__Instructions to follow__. With nothing added and nothing dropped, copy the entire listing.

- Opening Delimiter -

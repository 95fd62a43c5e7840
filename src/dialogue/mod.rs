//! 타자기식 대화 진행
//!
//! 대본을 한 줄씩, 한 글자씩 출력하면서 글자마다 블립 소리를 요청합니다.
//!
//! # 사용 예시
//!
//! ```
//! use std::sync::Arc;
//! use soritype::config::DialogueConfig;
//! use soritype::dialogue::{DialogueController, DialogueLine, DialogueScript, RecordingListener, Speaker};
//! use soritype::voice::SoundBank;
//!
//! let tom = Arc::new(Speaker::new("너굴", SoundBank::uniform("blip.wav")));
//! let script = DialogueScript::new(vec![DialogueLine::new(tom, "안녕!")]);
//!
//! let mut controller = DialogueController::new(DialogueConfig::default(), RecordingListener::new());
//! controller.bind_script(Arc::new(script));
//! while controller.tick_interval().is_some() {
//!     controller.tick();
//! }
//! assert_eq!(controller.session().revealed(), "안녕!");
//! controller.advance();
//! assert!(controller.is_finished());
//! ```

mod controller;
mod listener;
mod loader;
mod script;
mod session;
mod speaker;
mod timer;

pub use controller::{DialogueController, DialoguePhase};
pub use listener::{DialogueEvent, DialogueListener, DialogueWarning, RecordingListener};
pub use loader::{load_script, parse_script, ScriptError};
pub use script::{DialogueLine, DialogueScript};
pub use session::{TypingPhase, TypingSession};
pub use speaker::{Color, PortraitHandle, Speaker};
pub use timer::TickTimer;
pub mod config;
pub mod core;
pub mod dialogue;
pub mod ui;
pub mod voice;

pub use crate::core::classifier::{classify, PhoneticClass, PunctuationClass, SoundClass};
pub use dialogue::{DialogueController, DialogueListener, DialogueScript, Speaker};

- Closing Delimiter -

__Answer below__.
repository 95fd62a43c5e7840
filename src/dialogue/mod.rs
//! 타자기식 대화 진행
//!
//! 대본을 한 줄씩, 한 글자씩 출력하면서 글자마다 블립 소리를 요청합니다.
//!
//! # 사용 예시
//!
//! ```
//! use std::sync::Arc;
//! use soritype::config::DialogueConfig;
//! use soritype::dialogue::{DialogueController, DialogueLine, DialogueScript, RecordingListener, Speaker};
//! use soritype::voice::SoundBank;
//!
//! let tom = Arc::new(Speaker::new("너굴", SoundBank::uniform("blip.wav")));
//! let script = DialogueScript::new(vec![DialogueLine::new(tom, "안녕!")]);
//!
//! let mut controller = DialogueController::new(DialogueConfig::default(), RecordingListener::new());
//! controller.bind_script(Arc::new(script));
//! while controller.tick_interval().is_some() {
//!     controller.tick();
//! }
//! assert_eq!(controller.session().revealed(), "안녕!");
//! controller.advance();
//! assert!(controller.is_finished());
//! ```

mod controller;
mod listener;
mod loader;
mod script;
mod session;
mod speaker;
mod timer;

pub use controller::{DialogueController, DialoguePhase};
pub use listener::{DialogueEvent, DialogueListener, DialogueWarning, RecordingListener};
pub use loader::{load_script, parse_script, ScriptError};
pub use script::{DialogueLine, DialogueScript};
pub use session::{TypingPhase, TypingSession};
pub use speaker::{Color, PortraitHandle, Speaker};
pub use timer::TickTimer;
pub mod config;
pub mod core;
pub mod dialogue;
pub mod ui;
pub mod voice;

pub use crate::core::classifier::{classify, PhoneticClass, PunctuationClass, SoundClass};
pub use dialogue::{DialogueController, DialogueListener, DialogueScript, Speaker};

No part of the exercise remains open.